(Dataset entries)

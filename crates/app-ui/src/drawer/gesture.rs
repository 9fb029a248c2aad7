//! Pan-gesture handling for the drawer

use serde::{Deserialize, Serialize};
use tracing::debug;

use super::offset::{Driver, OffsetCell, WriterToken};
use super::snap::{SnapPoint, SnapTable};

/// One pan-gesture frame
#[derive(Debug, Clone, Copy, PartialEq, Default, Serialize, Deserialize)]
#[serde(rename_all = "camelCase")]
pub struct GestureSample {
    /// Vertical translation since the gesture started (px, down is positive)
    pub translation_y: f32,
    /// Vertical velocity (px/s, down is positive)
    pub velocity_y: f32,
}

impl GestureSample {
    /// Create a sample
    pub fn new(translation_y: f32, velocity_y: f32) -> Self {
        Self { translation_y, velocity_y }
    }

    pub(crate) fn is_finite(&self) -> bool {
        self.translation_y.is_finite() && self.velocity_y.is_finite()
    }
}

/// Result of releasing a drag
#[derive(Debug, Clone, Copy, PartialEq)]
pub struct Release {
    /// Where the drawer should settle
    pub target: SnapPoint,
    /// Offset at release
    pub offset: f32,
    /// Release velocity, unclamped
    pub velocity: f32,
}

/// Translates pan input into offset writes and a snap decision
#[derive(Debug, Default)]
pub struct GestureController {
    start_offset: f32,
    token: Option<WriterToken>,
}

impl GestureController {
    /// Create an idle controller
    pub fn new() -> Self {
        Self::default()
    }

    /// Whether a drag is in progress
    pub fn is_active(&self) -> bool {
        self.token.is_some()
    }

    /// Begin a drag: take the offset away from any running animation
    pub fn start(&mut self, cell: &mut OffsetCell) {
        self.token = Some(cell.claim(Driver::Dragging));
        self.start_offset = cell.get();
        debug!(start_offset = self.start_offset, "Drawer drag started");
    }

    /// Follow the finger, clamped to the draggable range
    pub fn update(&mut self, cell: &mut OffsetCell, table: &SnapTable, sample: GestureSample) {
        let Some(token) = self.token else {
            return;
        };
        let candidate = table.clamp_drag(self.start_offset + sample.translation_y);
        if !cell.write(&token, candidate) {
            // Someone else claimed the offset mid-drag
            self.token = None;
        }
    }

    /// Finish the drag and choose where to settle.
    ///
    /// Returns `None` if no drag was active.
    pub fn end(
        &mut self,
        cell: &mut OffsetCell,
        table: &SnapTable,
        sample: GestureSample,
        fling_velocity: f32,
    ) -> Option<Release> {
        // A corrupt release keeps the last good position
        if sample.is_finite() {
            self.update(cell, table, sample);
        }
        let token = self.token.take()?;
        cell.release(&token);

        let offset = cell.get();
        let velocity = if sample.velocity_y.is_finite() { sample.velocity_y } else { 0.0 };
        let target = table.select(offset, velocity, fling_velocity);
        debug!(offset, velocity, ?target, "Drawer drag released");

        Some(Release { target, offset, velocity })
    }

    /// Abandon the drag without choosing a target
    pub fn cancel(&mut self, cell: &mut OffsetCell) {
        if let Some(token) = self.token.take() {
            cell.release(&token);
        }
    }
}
* * *
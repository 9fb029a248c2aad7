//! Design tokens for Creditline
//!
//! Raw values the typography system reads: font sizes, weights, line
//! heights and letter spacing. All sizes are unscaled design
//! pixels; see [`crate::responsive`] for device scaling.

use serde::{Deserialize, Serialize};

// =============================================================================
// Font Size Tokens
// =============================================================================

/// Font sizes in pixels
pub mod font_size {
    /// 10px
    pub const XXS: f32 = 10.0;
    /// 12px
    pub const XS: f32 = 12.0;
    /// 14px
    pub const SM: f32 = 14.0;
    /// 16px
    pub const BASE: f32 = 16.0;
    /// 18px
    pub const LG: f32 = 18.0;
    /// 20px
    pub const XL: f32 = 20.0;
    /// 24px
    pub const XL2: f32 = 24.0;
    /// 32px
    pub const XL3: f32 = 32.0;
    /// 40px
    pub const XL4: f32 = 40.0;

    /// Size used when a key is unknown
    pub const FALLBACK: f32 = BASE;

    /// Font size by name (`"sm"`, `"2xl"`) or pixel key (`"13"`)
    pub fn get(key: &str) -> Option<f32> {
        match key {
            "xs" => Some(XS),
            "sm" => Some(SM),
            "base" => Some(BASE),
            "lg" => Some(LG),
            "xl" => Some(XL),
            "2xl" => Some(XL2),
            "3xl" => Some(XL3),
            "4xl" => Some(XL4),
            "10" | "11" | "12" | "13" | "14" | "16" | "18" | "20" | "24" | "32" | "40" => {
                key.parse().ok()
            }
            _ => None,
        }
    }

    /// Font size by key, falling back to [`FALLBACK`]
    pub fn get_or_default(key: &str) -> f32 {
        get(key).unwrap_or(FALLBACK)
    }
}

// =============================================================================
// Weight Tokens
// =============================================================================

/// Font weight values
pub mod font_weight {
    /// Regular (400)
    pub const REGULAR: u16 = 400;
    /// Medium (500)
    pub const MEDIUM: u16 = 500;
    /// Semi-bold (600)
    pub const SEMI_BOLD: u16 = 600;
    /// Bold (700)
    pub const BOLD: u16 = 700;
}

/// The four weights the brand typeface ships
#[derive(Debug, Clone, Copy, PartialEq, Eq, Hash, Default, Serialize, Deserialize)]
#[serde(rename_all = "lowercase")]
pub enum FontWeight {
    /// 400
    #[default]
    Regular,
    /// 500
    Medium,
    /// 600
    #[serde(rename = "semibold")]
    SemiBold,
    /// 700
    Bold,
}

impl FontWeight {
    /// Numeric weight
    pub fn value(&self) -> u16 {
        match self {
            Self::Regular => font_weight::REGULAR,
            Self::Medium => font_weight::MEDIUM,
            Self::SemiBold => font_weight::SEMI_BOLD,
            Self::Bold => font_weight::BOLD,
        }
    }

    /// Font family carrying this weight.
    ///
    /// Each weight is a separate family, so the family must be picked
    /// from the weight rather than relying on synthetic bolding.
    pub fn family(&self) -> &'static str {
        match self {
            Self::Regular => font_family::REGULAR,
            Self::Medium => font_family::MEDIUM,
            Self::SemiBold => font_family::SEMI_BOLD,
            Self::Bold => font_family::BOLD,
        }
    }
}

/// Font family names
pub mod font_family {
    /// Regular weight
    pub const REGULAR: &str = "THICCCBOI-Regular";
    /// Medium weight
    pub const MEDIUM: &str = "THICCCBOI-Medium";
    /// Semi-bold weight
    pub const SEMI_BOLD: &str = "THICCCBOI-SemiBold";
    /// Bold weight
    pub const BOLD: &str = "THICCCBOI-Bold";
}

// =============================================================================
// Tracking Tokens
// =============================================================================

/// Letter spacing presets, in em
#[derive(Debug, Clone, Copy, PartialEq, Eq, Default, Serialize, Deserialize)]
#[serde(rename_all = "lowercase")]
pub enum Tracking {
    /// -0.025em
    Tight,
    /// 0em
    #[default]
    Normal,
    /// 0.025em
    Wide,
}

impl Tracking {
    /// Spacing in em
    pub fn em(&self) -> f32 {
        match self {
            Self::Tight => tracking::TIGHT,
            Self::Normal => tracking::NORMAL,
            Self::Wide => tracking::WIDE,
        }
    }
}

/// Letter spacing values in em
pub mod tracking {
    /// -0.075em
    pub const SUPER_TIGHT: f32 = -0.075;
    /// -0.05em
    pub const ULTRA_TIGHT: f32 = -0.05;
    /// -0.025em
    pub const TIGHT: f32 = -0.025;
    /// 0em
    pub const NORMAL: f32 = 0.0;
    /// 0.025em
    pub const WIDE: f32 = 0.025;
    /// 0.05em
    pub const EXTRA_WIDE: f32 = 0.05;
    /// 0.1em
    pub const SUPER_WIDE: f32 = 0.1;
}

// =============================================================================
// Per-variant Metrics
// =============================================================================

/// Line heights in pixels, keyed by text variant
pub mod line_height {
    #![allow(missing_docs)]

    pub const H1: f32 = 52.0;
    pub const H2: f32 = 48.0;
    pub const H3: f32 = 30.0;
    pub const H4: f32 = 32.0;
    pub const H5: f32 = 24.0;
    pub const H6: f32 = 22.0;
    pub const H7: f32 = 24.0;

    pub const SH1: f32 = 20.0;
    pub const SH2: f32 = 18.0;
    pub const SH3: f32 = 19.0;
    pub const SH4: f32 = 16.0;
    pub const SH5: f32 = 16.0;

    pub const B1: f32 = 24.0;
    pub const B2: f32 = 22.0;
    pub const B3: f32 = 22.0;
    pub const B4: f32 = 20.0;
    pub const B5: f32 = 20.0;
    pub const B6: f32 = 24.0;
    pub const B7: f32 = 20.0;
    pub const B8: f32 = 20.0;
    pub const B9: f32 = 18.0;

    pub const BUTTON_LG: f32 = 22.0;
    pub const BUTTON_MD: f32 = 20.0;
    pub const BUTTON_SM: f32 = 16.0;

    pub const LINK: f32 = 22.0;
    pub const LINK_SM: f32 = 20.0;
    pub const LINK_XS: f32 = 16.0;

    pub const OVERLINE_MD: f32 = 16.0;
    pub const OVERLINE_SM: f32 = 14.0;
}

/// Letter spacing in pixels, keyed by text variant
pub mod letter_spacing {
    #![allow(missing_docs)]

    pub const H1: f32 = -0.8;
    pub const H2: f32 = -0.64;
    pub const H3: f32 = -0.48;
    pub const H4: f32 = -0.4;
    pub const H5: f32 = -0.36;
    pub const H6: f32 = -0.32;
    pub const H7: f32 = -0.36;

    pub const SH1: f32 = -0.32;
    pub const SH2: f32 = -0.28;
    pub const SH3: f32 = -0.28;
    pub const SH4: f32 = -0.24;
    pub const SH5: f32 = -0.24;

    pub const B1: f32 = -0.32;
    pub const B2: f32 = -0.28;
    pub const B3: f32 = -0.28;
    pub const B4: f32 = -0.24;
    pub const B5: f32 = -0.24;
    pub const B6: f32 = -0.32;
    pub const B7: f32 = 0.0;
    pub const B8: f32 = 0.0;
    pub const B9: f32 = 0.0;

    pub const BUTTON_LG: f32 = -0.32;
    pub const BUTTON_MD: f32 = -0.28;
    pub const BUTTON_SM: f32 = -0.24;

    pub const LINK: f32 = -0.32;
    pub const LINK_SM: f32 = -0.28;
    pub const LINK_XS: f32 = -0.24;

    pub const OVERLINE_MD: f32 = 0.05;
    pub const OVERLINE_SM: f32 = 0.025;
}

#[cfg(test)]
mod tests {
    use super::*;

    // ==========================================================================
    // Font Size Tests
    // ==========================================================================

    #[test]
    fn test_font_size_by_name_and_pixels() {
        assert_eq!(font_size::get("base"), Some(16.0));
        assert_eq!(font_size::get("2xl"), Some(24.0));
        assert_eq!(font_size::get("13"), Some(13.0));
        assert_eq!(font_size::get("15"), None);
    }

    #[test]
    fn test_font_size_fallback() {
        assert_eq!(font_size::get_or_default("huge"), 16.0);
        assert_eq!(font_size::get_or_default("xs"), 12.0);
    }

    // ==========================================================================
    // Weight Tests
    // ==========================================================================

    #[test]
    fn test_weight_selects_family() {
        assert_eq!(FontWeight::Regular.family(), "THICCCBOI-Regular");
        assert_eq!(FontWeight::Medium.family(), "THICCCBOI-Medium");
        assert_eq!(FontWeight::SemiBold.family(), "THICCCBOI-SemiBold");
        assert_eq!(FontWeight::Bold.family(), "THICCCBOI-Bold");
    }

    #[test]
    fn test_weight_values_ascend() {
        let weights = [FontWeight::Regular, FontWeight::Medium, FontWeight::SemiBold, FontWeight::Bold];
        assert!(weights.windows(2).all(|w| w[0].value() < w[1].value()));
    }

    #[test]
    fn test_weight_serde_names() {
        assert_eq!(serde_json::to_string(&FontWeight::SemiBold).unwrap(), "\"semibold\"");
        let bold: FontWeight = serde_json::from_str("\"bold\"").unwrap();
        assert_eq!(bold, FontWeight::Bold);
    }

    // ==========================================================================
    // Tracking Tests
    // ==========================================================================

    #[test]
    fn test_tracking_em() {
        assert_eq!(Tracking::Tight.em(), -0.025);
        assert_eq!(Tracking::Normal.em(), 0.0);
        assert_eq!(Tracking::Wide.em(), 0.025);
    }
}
* * *
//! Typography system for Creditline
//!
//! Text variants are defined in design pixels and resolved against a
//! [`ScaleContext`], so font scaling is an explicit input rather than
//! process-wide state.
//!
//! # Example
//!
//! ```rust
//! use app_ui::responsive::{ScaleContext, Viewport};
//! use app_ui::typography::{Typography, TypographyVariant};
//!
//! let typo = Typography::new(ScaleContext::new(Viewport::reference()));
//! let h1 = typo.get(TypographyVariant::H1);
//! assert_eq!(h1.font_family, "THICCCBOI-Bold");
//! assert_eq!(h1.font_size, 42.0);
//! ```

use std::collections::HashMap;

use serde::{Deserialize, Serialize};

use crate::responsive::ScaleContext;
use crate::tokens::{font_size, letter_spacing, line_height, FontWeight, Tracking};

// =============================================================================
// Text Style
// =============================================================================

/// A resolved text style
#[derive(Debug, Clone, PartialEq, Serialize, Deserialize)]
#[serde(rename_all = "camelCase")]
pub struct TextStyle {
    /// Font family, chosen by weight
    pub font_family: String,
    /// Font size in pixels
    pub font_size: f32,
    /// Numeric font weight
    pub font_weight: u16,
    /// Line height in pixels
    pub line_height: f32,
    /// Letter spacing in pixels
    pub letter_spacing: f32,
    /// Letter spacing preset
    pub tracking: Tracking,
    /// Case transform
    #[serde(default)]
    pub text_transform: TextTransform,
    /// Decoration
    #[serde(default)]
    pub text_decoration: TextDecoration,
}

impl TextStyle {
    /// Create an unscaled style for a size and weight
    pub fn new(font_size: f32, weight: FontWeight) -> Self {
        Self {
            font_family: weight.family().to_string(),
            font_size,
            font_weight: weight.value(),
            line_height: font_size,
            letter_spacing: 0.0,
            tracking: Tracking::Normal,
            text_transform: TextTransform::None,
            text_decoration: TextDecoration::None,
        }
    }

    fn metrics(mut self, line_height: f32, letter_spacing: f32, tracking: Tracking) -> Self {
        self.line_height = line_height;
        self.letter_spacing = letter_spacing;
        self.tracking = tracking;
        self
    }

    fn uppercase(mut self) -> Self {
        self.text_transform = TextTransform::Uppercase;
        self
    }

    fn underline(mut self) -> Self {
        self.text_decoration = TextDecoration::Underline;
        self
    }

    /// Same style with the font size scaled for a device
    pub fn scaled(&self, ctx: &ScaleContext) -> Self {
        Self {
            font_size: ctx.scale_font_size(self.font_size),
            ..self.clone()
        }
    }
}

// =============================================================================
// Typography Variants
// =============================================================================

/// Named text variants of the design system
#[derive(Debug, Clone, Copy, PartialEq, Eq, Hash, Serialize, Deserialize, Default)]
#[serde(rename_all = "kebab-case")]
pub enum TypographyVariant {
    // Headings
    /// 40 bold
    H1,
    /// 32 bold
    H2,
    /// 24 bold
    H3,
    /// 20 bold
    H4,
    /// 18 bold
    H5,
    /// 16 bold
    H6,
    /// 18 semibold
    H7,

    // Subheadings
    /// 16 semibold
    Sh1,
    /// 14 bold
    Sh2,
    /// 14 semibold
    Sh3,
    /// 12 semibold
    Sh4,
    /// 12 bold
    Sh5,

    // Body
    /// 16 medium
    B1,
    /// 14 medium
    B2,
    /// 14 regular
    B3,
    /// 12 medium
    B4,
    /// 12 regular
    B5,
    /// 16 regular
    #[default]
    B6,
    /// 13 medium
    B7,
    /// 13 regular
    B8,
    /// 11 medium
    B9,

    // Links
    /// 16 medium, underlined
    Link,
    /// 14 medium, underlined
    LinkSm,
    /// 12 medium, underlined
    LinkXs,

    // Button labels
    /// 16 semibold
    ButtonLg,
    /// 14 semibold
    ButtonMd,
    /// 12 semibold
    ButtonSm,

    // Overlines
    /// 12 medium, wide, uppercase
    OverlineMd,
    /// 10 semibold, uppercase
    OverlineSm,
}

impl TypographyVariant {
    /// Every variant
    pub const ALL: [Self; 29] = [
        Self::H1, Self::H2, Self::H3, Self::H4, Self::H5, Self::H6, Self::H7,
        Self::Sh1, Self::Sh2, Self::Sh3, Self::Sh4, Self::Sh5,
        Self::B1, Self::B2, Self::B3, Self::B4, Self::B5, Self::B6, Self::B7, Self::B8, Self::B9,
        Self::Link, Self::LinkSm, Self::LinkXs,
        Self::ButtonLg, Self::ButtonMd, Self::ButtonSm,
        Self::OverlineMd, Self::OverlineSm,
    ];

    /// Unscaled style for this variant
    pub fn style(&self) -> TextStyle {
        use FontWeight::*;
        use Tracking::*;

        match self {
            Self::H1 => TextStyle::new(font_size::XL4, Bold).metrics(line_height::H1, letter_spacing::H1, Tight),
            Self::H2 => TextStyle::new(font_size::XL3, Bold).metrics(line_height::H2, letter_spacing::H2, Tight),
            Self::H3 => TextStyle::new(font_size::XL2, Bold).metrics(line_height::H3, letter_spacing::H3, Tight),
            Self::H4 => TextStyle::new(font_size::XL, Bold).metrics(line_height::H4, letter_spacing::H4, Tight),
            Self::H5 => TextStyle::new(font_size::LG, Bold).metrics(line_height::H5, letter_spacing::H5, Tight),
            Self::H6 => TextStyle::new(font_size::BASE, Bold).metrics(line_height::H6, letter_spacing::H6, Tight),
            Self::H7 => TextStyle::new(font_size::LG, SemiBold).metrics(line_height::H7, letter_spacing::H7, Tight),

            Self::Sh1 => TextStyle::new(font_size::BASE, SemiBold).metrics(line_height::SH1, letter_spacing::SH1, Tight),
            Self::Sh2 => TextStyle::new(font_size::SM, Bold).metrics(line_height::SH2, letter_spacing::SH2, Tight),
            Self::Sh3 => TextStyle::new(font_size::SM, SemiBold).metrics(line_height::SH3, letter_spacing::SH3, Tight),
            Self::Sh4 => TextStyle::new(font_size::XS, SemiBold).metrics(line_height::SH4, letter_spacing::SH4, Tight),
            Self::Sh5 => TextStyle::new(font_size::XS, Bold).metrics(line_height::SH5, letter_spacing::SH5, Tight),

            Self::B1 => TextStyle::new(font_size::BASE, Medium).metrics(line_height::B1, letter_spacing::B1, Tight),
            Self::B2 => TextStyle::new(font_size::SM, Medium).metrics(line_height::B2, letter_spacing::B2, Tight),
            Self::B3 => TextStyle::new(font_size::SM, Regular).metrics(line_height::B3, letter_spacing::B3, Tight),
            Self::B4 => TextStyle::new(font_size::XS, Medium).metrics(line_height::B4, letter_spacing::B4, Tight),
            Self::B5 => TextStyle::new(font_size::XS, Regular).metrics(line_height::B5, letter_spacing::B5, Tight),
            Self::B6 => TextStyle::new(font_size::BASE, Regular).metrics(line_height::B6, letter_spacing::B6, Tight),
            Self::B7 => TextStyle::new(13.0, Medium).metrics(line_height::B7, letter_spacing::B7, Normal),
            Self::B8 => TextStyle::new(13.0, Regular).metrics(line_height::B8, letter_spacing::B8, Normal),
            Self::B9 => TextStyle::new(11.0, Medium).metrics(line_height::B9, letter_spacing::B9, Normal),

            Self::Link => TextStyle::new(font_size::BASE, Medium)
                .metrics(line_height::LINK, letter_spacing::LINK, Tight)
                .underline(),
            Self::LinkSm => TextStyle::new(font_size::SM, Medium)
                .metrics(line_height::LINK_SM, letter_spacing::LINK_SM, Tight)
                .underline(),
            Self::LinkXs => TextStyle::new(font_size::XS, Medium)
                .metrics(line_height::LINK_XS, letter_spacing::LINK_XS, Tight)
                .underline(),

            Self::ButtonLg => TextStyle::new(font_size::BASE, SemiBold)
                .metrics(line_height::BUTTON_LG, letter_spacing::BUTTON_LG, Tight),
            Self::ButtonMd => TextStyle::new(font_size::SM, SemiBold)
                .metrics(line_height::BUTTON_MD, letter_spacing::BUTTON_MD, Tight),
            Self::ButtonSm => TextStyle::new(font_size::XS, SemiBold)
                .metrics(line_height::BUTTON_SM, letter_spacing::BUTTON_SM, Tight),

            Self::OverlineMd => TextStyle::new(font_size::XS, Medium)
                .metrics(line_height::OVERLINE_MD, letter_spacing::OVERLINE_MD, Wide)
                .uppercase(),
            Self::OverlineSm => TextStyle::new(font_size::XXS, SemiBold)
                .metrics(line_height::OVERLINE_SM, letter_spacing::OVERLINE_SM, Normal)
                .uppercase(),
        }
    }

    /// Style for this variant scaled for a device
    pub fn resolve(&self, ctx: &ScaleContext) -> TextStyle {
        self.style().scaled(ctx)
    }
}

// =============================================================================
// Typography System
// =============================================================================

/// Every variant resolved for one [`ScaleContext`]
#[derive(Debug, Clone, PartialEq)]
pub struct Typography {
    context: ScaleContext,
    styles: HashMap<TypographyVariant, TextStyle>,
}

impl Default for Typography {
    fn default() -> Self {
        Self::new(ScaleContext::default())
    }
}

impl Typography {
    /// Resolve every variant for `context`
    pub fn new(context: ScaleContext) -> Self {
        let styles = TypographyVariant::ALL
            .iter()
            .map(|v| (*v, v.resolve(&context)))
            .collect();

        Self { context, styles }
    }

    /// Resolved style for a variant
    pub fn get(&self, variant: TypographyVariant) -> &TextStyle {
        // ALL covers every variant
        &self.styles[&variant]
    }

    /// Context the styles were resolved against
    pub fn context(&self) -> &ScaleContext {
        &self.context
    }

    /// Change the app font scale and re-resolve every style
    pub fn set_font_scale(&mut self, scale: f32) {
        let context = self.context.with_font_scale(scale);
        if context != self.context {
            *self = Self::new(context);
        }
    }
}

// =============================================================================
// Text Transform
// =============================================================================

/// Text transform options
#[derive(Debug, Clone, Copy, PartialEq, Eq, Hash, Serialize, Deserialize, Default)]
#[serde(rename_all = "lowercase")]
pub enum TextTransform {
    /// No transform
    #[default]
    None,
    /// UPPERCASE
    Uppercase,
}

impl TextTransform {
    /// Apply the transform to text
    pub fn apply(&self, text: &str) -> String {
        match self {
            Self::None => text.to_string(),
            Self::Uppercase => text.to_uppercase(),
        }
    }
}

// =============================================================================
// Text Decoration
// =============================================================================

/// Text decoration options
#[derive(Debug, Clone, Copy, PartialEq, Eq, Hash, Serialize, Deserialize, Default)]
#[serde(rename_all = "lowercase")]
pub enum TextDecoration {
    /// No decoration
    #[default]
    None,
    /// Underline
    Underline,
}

= EXERCISE BRIEF =
A word-for-word copy of the lines above from the one with "Self::LinkSm => TextStyle::new(font_size::SM, Medium)" through the one with "Self::LinkXs => TextStyle::new(font_size::XS, Medium)", inclusive, is the only output wanted.

= WRITTEN ANSWER =
            Self::LinkSm => TextStyle::new(font_size::SM, Medium)
                .metrics(line_height::LINK_SM, letter_spacing::LINK_SM, Tight)
                .underline(),
            Self::LinkXs => TextStyle::new(font_size::XS, Medium)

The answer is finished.